[Data items]
+--

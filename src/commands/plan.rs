//! `plan` - preview attribute changes after normalization
//!
//! Compares a recorded attribute document with a desired one the way the
//! provider's diff engine does, so bare run-list entries and reordered JSON
//! do not show up as changes.

use anyhow::Result;
use chefkit::{AttributeDiff, AttributeSet, DiffSummary, StateFunc, StateFuncs, diff_attributes};
use colored::Colorize;
use similar::{ChangeTag, TextDiff};

use crate::Context;
use crate::cli::PlanArgs;
use crate::document;
use crate::ui;

pub fn run(ctx: &Context, args: PlanArgs) -> Result<()> {
    let old = document::load(&args.old)?;
    let new = document::load(&args.new)?;

    let funcs = state_funcs(&old, &new, &args.structured, &args.run_list);
    let diffs = diff_attributes(&old, &new, &funcs);

    display_diffs(&diffs);

    let summary = DiffSummary::from_diffs(&diffs);
    if summary.has_changes() {
        println!(
            "  {} to add, {} to change, {} to remove",
            summary.additions.to_string().green(),
            summary.modifications.to_string().yellow(),
            summary.removals.to_string().red()
        );
    }

    if ctx.verbose > 0 {
        let total = old.names().chain(new.names()).count();
        ui::dim(&format!("{} attributes compared", total));
    }
    println!();
    Ok(())
}

/// Pick a state function for every field.
///
/// Explicit flags win; otherwise `*_json` fields are structured and
/// `run_list` is a run list.
fn state_funcs(
    old: &AttributeSet,
    new: &AttributeSet,
    structured: &[String],
    run_list: &[String],
) -> StateFuncs {
    let mut funcs = StateFuncs::new();

    for name in old.names().chain(new.names()) {
        let base = name.split('.').next().unwrap_or(name);
        if base.ends_with("_json") {
            funcs.insert(base, StateFunc::Structured);
        } else if base == "run_list" {
            funcs.insert(base, StateFunc::RunListEntry);
        }
    }
    for field in structured {
        funcs.insert(field, StateFunc::Structured);
    }
    for field in run_list {
        funcs.insert(field, StateFunc::RunListEntry);
    }
    funcs
}

fn display_diffs(diffs: &[AttributeDiff]) {
    if diffs.is_empty() {
        println!();
        println!("  {} No changes. Attributes match after normalization.", "✓".green());
        return;
    }

    ui::section("Attribute changes");
    for diff in diffs {
        let symbol = if diff.is_addition() {
            "+".green()
        } else if diff.is_removal() {
            "-".red()
        } else {
            "~".yellow()
        };

        match (&diff.old, &diff.new) {
            (Some(old), Some(new)) if diff.state_func == StateFunc::Structured => {
                println!("  {} {}", symbol, diff.name.bold());
                show_structured_diff(old, new);
            }
            (old, new) => println!(
                "  {} {}: {} → {}",
                symbol,
                diff.name.bold(),
                display_value(old.as_deref()).dimmed(),
                display_value(new.as_deref())
            ),
        }
    }
    println!();
}

fn display_value(value: Option<&str>) -> String {
    match value {
        Some(v) => format!("{v:?}"),
        None => "(absent)".to_string(),
    }
}

/// Line diff of two canonical JSON documents, pretty-printed
fn show_structured_diff(old: &str, new: &str) {
    let old = pretty(old);
    let new = pretty(new);
    let diff = TextDiff::from_lines(&old, &new);

    for change in diff.iter_all_changes() {
        match change.tag() {
            ChangeTag::Delete => print!("      {}", format!("- {change}").red()),
            ChangeTag::Insert => print!("      {}", format!("+ {change}").green()),
            ChangeTag::Equal => {}
        }
    }
}

fn pretty(canonical: &str) -> String {
    let text = serde_json::from_str::<serde_json::Value>(canonical)
        .and_then(|v| serde_json::to_string_pretty(&v))
        .unwrap_or_else(|_| canonical.to_string());
    text + "\n"
}

#[cfg(test)]
mod tests {
    use super::*;

    #[test]
    fn test_state_funcs_defaults() {
        let old = AttributeSet::new()
            .with("default_attributes_json", "{}")
            .with("run_list.0", "base");
        let new = AttributeSet::new().with("name", "web");

        let funcs = state_funcs(&old, &new, &[], &[]);
        assert_eq!(
            funcs.for_attribute("default_attributes_json"),
            StateFunc::Structured
        );
        assert_eq!(funcs.for_attribute("run_list.0"), StateFunc::RunListEntry);
        assert_eq!(funcs.for_attribute("name"), StateFunc::Identity);
    }

    #[test]
    fn test_state_funcs_flags() {
        let old = AttributeSet::new().with("content", "{}");
        let funcs = state_funcs(
            &old,
            &AttributeSet::new(),
            &["content".to_string()],
            &["recipes".to_string()],
        );
        assert_eq!(funcs.for_attribute("content"), StateFunc::Structured);
        assert_eq!(funcs.for_attribute("recipes.2"), StateFunc::RunListEntry);
    }

    #[test]
    fn test_pretty() {
        assert_eq!(pretty(r#"{"a":1}"#), "{\n  \"a\": 1\n}\n");
        assert_eq!(pretty("null"), "null\n");
    }

    #[test]
    fn test_display_value() {
        assert_eq!(display_value(None), "(absent)");
        assert_eq!(display_value(Some("recipe[x]")), "\"recipe[x]\"");
    }
}
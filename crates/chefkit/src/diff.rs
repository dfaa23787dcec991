//! Attribute diffs over canonical values

use crate::attributes::{AttributeSet, RawAttribute};
use crate::normalize::{normalize_run_list_entry, normalize_structured_attr};
use serde::{Deserialize, Serialize};
use std::collections::{BTreeMap, BTreeSet};

/// Canonicalization applied to a field before comparison
#[derive(Debug, Clone, Copy, PartialEq, Eq, Default, Serialize, Deserialize)]
pub enum StateFunc {
    /// Compare the value as given
    #[default]
    Identity,
    /// JSON object, see [`normalize_structured`](crate::normalize::normalize_structured)
    Structured,
    /// Run-list entry, see [`normalize_run_list_entry`]
    RunListEntry,
}

impl StateFunc {
    /// Canonical string for a value; `None` when the value is absent
    pub fn apply(&self, value: &RawAttribute) -> Option<String> {
        if value.is_absent() {
            return None;
        }
        Some(match self {
            StateFunc::Structured => normalize_structured_attr(value),
            StateFunc::Identity => plain(value),
            StateFunc::RunListEntry => normalize_run_list_entry(&plain(value)),
        })
    }
}

fn plain(value: &RawAttribute) -> String {
    match value {
        RawAttribute::String(s) => s.clone(),
        RawAttribute::Bool(b) => b.to_string(),
        RawAttribute::Absent => String::new(),
    }
}

/// A field whose canonical value changed
#[derive(Debug, Clone, PartialEq, Eq, Serialize, Deserialize)]
pub struct AttributeDiff {
    pub name: String,
    pub state_func: StateFunc,
    pub old: Option<String>,
    pub new: Option<String>,
}

impl AttributeDiff {
    pub fn is_addition(&self) -> bool {
        self.old.is_none() && self.new.is_some()
    }

    pub fn is_removal(&self) -> bool {
        self.old.is_some() && self.new.is_none()
    }

    pub fn is_modification(&self) -> bool {
        self.old.is_some() && self.new.is_some()
    }
}

/// State functions per field name.
///
/// Flattened list elements (`run_list.0`) use the entry for their base
/// name (`run_list`).
#[derive(Debug, Clone, Default)]
pub struct StateFuncs {
    by_field: BTreeMap<String, StateFunc>,
}

impl StateFuncs {
    pub fn new() -> Self {
        Self::default()
    }

    /// Register a state function (builder style)
    pub fn with(mut self, field: &str, func: StateFunc) -> Self {
        self.by_field.insert(field.to_string(), func);
        self
    }

    pub fn insert(&mut self, field: &str, func: StateFunc) {
        self.by_field.insert(field.to_string(), func);
    }

    /// The state function for an attribute name
    pub fn for_attribute(&self, name: &str) -> StateFunc {
        let base = name.split('.').next().unwrap_or(name);
        self.by_field.get(base).copied().unwrap_or_default()
    }
}

/// Compare two attribute sets through their state functions.
///
/// Returns one diff per changed name, in name order.
pub fn diff_attributes(
    old: &AttributeSet,
    new: &AttributeSet,
    funcs: &StateFuncs,
) -> Vec<AttributeDiff> {
    let names: BTreeSet<&str> = old.names().chain(new.names()).collect();

    names
        .into_iter()
        .filter_map(|name| {
            let state_func = funcs.for_attribute(name);
            let before = state_func.apply(old.get(name));
            let after = state_func.apply(new.get(name));
            (before != after).then(|| AttributeDiff {
                name: name.to_string(),
                state_func,
                old: before,
                new: after,
            })
        })
        .collect()
}

/// Diff summary statistics
#[derive(Debug, Clone, Default, PartialEq, Eq)]
pub struct DiffSummary {
    pub additions: usize,
    pub removals: usize,
    pub modifications: usize,
}

impl DiffSummary {
    pub fn from_diffs(diffs: &[AttributeDiff]) -> Self {
        let mut summary = Self::default();
        for diff in diffs {
            if diff.is_addition() {
                summary.additions += 1;
            } else if diff.is_removal() {
                summary.removals += 1;
            } else {
                summary.modifications += 1;
            }
        }
        summary
    }

    pub fn total(&self) -> usize {
        self.additions + self.removals + self.modifications
    }

    pub fn has_changes(&self) -> bool {
        self.total() > 0
    }
}
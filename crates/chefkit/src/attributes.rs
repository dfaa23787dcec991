//! Untyped attributes and the typed provider view of them
//!
//! The host framework hands over values by name with no static type.
//! [`ProviderAttributes::from_attributes`] is the only place that inspects
//! those runtime types; everything downstream works with plain fields.

use crate::credential::CredentialInputs;
use crate::env::EnvLookup;
use crate::error::Result;
use crate::schema::{
    self, ALLOW_UNVERIFIED_SSL, CLIENT_NAME, EnvDefault, FieldKind, KEY_MATERIAL, PRIVATE_KEY_PEM,
    SERVER_URL,
};
use crate::validate::{Diagnostics, validate_endpoint_url};
use serde::{Deserialize, Serialize};
use std::collections::BTreeMap;

/// A value supplied by the user or read back from remote state
#[derive(Debug, Clone, PartialEq, Eq, Default, Serialize, Deserialize)]
#[serde(untagged)]
pub enum RawAttribute {
    Bool(bool),
    String(String),
    #[default]
    Absent,
}

impl RawAttribute {
    pub fn as_str(&self) -> Option<&str> {
        match self {
            RawAttribute::String(s) => Some(s),
            _ => None,
        }
    }

    pub fn as_bool(&self) -> Option<bool> {
        match self {
            RawAttribute::Bool(b) => Some(*b),
            _ => None,
        }
    }

    pub fn is_absent(&self) -> bool {
        matches!(self, RawAttribute::Absent)
    }

    /// True for absent values and for the zero value of each type
    /// (`""` and `false`)
    pub fn is_zero(&self) -> bool {
        match self {
            RawAttribute::Bool(b) => !b,
            RawAttribute::String(s) => s.is_empty(),
            RawAttribute::Absent => true,
        }
    }
}

impl From<&str> for RawAttribute {
    fn from(value: &str) -> Self {
        RawAttribute::String(value.to_string())
    }
}

impl From<String> for RawAttribute {
    fn from(value: String) -> Self {
        RawAttribute::String(value)
    }
}

impl From<bool> for RawAttribute {
    fn from(value: bool) -> Self {
        RawAttribute::Bool(value)
    }
}

static ABSENT: RawAttribute = RawAttribute::Absent;

/// Attributes keyed by name
#[derive(Debug, Clone, Default, PartialEq, Eq, Serialize, Deserialize)]
#[serde(transparent)]
pub struct AttributeSet {
    values: BTreeMap<String, RawAttribute>,
}

impl AttributeSet {
    pub fn new() -> Self {
        Self::default()
    }

    /// Add an attribute (builder style)
    pub fn with(mut self, name: &str, value: impl Into<RawAttribute>) -> Self {
        self.insert(name, value);
        self
    }

    pub fn insert(&mut self, name: &str, value: impl Into<RawAttribute>) {
        self.values.insert(name.to_string(), value.into());
    }

    /// Get an attribute; missing names read as [`RawAttribute::Absent`]
    pub fn get(&self, name: &str) -> &RawAttribute {
        self.values.get(name).unwrap_or(&ABSENT)
    }

    /// Get an attribute only if it is set to a non-zero value
    pub fn get_ok(&self, name: &str) -> Option<&RawAttribute> {
        self.values.get(name).filter(|v| !v.is_zero())
    }

    /// Iterate in name order
    pub fn iter(&self) -> impl Iterator<Item = (&str, &RawAttribute)> {
        self.values.iter().map(|(k, v)| (k.as_str(), v))
    }

    pub fn names(&self) -> impl Iterator<Item = &str> {
        self.values.keys().map(String::as_str)
    }

    pub fn len(&self) -> usize {
        self.values.len()
    }

    pub fn is_empty(&self) -> bool {
        self.values.is_empty()
    }
}

impl<K: Into<String>> FromIterator<(K, RawAttribute)> for AttributeSet {
    fn from_iter<I: IntoIterator<Item = (K, RawAttribute)>>(iter: I) -> Self {
        Self {
            values: iter.into_iter().map(|(k, v)| (k.into(), v)).collect(),
        }
    }
}

/// Typed provider settings read from an [`AttributeSet`]
#[derive(Debug, Clone, PartialEq, Eq)]
pub struct ProviderAttributes {
    pub server_url: String,
    pub client_name: String,
    pub private_key_pem: Option<String>,
    pub key_material: Option<String>,
    pub allow_unverified_ssl: bool,
}

impl ProviderAttributes {
    /// Translate untyped attributes into provider settings.
    ///
    /// Required fields fall back to their environment default. Credential
    /// fields are taken as-is; their environment fallbacks belong to
    /// [`resolve_credential`](crate::credential::resolve_credential).
    ///
    /// Every problem is collected before failing: missing fields, wrong
    /// types and a malformed server URL all end up in one
    /// [`Error::Validation`](crate::error::Error::Validation). On success the
    /// deprecation notices are returned as warnings.
    pub fn from_attributes(
        attrs: &AttributeSet,
        env: &dyn EnvLookup,
    ) -> Result<(Self, Vec<String>)> {
        let mut diags = Diagnostics::new();

        let server_url = required_string(attrs, SERVER_URL, env, &mut diags);
        let client_name = required_string(attrs, CLIENT_NAME, env, &mut diags);
        let private_key_pem = optional_string(attrs, PRIVATE_KEY_PEM, &mut diags);
        let key_material = optional_string(attrs, KEY_MATERIAL, &mut diags);

        let allow_unverified_ssl = match attrs.get(ALLOW_UNVERIFIED_SSL) {
            RawAttribute::Bool(b) => *b,
            RawAttribute::Absent => false,
            RawAttribute::String(_) => {
                diags.error(type_message(ALLOW_UNVERIFIED_SSL, FieldKind::Bool));
                false
            }
        };

        if let Some(url) = &server_url {
            diags.merge(validate_endpoint_url(url));
        }

        let set_fields = [
            (PRIVATE_KEY_PEM, private_key_pem.is_some()),
            (KEY_MATERIAL, key_material.is_some()),
        ];
        for (name, _) in set_fields.iter().filter(|(_, is_set)| *is_set) {
            if let Some(notice) = schema::field(name).and_then(|f| f.deprecated) {
                log::debug!("{name} is set but deprecated");
                diags.warn(format!("\"{name}\" is deprecated: {notice}"));
            }
        }

        let warnings = diags.into_result()?;

        // No errors means both required fields resolved
        let settings = Self {
            server_url: server_url.unwrap_or_default(),
            client_name: client_name.unwrap_or_default(),
            private_key_pem,
            key_material,
            allow_unverified_ssl,
        };
        Ok((settings, warnings))
    }

    /// The explicitly supplied credential fields
    pub fn credential_inputs(&self) -> CredentialInputs<'_> {
        CredentialInputs {
            private_key_pem: self.private_key_pem.as_deref(),
            key_material: self.key_material.as_deref(),
        }
    }
}

fn type_message(name: &str, expected: FieldKind) -> String {
    format!("attribute \"{name}\" must be a {expected}")
}

fn missing_message(name: &str, env: Option<&str>) -> String {
    match env {
        Some(var) => format!("attribute \"{name}\" is required (or set {var})"),
        None => format!("attribute \"{name}\" is required"),
    }
}

fn optional_string(attrs: &AttributeSet, name: &str, diags: &mut Diagnostics) -> Option<String> {
    match attrs.get(name) {
        RawAttribute::String(s) if !s.is_empty() => Some(s.clone()),
        RawAttribute::String(_) | RawAttribute::Absent => None,
        RawAttribute::Bool(_) => {
            diags.error(type_message(name, FieldKind::String));
            None
        }
    }
}

fn required_string(
    attrs: &AttributeSet,
    name: &str,
    env: &dyn EnvLookup,
    diags: &mut Diagnostics,
) -> Option<String> {
    if attrs.get(name).as_bool().is_some() {
        diags.error(type_message(name, FieldKind::String));
        return None;
    }
    if let Some(value) = optional_string(attrs, name, diags) {
        return Some(value);
    }

    let env_var = schema::field(name).and_then(|f| match f.env_default {
        EnvDefault::Var(var) => Some(var),
        _ => None,
    });

    if let Some(value) = env_var.and_then(|var| env.non_empty(var)) {
        log::debug!("Using {name} from environment");
        return Some(value);
    }

    diags.error(missing_message(name, env_var));
    None
}

#[cfg(test)]
mod tests {
    use super::*;
    use crate::env::StaticEnv;
    use crate::error::Error;

    fn base() -> AttributeSet {
        AttributeSet::new()
            .with(SERVER_URL, "https://chef.example.com/organizations/acme/")
            .with(CLIENT_NAME, "terraform")
    }

    #[test]
    fn test_get_and_get_ok() {
        let attrs = AttributeSet::new()
            .with("name", "web")
            .with("empty", "")
            .with("off", false)
            .with("on", true);

        assert_eq!(attrs.get("name").as_str(), Some("web"));
        assert!(attrs.get("missing").is_absent());

        assert!(attrs.get_ok("name").is_some());
        assert!(attrs.get_ok("on").is_some());
        assert!(attrs.get_ok("empty").is_none());
        assert!(attrs.get_ok("off").is_none());
        assert!(attrs.get_ok("missing").is_none());
    }

    #[test]
    fn test_deserialize_from_json() {
        let attrs: AttributeSet = serde_json::from_str(
            r#"{"server_url": "https://chef/", "allow_unverified_ssl": true, "key_material": null}"#,
        )
        .unwrap();
        assert_eq!(attrs.get(SERVER_URL).as_str(), Some("https://chef/"));
        assert_eq!(attrs.get(ALLOW_UNVERIFIED_SSL).as_bool(), Some(true));
        assert!(attrs.get(KEY_MATERIAL).is_absent());
        assert_eq!(attrs.len(), 3);
    }

    fn parse(attrs: &AttributeSet, env: &StaticEnv) -> ProviderAttributes {
        let (parsed, _) = ProviderAttributes::from_attributes(attrs, env).unwrap();
        parsed
    }

    fn errors(attrs: &AttributeSet, env: &StaticEnv) -> Vec<String> {
        match ProviderAttributes::from_attributes(attrs, env) {
            Err(Error::Validation { errors }) => errors,
            other => panic!("expected validation error, got {other:?}"),
        }
    }

    #[test]
    fn test_from_attributes() {
        let attrs = base()
            .with(KEY_MATERIAL, "KEY")
            .with(ALLOW_UNVERIFIED_SSL, true);
        let (parsed, warnings) =
            ProviderAttributes::from_attributes(&attrs, &StaticEnv::new()).unwrap();

        assert_eq!(
            parsed.server_url,
            "https://chef.example.com/organizations/acme/"
        );
        assert_eq!(parsed.client_name, "terraform");
        assert_eq!(parsed.key_material.as_deref(), Some("KEY"));
        assert_eq!(parsed.private_key_pem, None);
        assert!(parsed.allow_unverified_ssl);
        assert!(warnings.is_empty());
    }

    #[test]
    fn test_required_fields_use_env_defaults() {
        let env = StaticEnv::new()
            .with("CHEF_SERVER_URL", "https://env.example.com/")
            .with("CHEF_CLIENT_NAME", "env-client");
        let parsed = parse(&AttributeSet::new(), &env);
        assert_eq!(parsed.server_url, "https://env.example.com/");
        assert_eq!(parsed.client_name, "env-client");
        assert!(!parsed.allow_unverified_ssl);
    }

    #[test]
    fn test_explicit_value_beats_env_default() {
        let env = StaticEnv::new().with("CHEF_SERVER_URL", "https://env.example.com/");
        let parsed = parse(&base(), &env);
        assert_eq!(
            parsed.server_url,
            "https://chef.example.com/organizations/acme/"
        );
    }

    #[test]
    fn test_missing_required_field() {
        let attrs = AttributeSet::new().with(SERVER_URL, "https://chef/");
        assert_eq!(
            errors(&attrs, &StaticEnv::new()),
            vec!["attribute \"client_name\" is required (or set CHEF_CLIENT_NAME)".to_string()]
        );
    }

    #[test]
    fn test_wrong_types() {
        let attrs = base().with(ALLOW_UNVERIFIED_SSL, "yes");
        assert_eq!(
            errors(&attrs, &StaticEnv::new()),
            vec!["attribute \"allow_unverified_ssl\" must be a boolean".to_string()]
        );

        let attrs = base().with(KEY_MATERIAL, true);
        assert_eq!(
            errors(&attrs, &StaticEnv::new()),
            vec!["attribute \"key_material\" must be a string".to_string()]
        );
    }

    #[test]
    fn test_wrong_type_for_required_field_skips_env_default() {
        let env = StaticEnv::new().with("CHEF_CLIENT_NAME", "env-client");
        let attrs = base().with(CLIENT_NAME, true);
        assert_eq!(
            errors(&attrs, &env),
            vec!["attribute \"client_name\" must be a string".to_string()]
        );
    }

    #[test]
    fn test_all_problems_reported_together() {
        let attrs = AttributeSet::new()
            .with(SERVER_URL, "https://chef.example.com")
            .with(ALLOW_UNVERIFIED_SSL, "yes")
            .with(PRIVATE_KEY_PEM, "PEM");
        let errors = errors(&attrs, &StaticEnv::new());
        assert_eq!(
            errors,
            vec![
                "attribute \"client_name\" is required (or set CHEF_CLIENT_NAME)".to_string(),
                "attribute \"allow_unverified_ssl\" must be a boolean".to_string(),
                "Chef Server URL https://chef.example.com must end with a slash".to_string(),
            ]
        );
    }

    #[test]
    fn test_url_checked_after_env_default() {
        let env = StaticEnv::new().with("CHEF_SERVER_URL", "https://env.example.com");
        let attrs = AttributeSet::new().with(CLIENT_NAME, "terraform");
        let errors = errors(&attrs, &env);
        assert_eq!(errors.len(), 1);
        assert!(errors[0].contains("https://env.example.com must end with a slash"));
    }

    #[test]
    fn test_deprecated_field_warns_once() {
        let attrs = base().with(PRIVATE_KEY_PEM, "PEM");
        let (parsed, warnings) =
            ProviderAttributes::from_attributes(&attrs, &StaticEnv::new()).unwrap();
        assert_eq!(parsed.credential_inputs().private_key_pem, Some("PEM"));
        assert_eq!(
            warnings,
            vec!["\"private_key_pem\" is deprecated: Please use key_material instead".to_string()]
        );
    }

    #[test]
    fn test_credential_env_not_applied_by_adapter() {
        let env = StaticEnv::new().with("CHEF_KEY_MATERIAL", "from-env");
        let parsed = parse(&base(), &env);
        assert_eq!(parsed.key_material, None);
    }
}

+--

§ THE TASK:
Copy out each line of the data in which the word "PlanArgs" appears.

§ EXERCISE RESULT:
use crate::cli::PlanArgs;
pub fn run(ctx: &Context, args: PlanArgs) -> Result<()> {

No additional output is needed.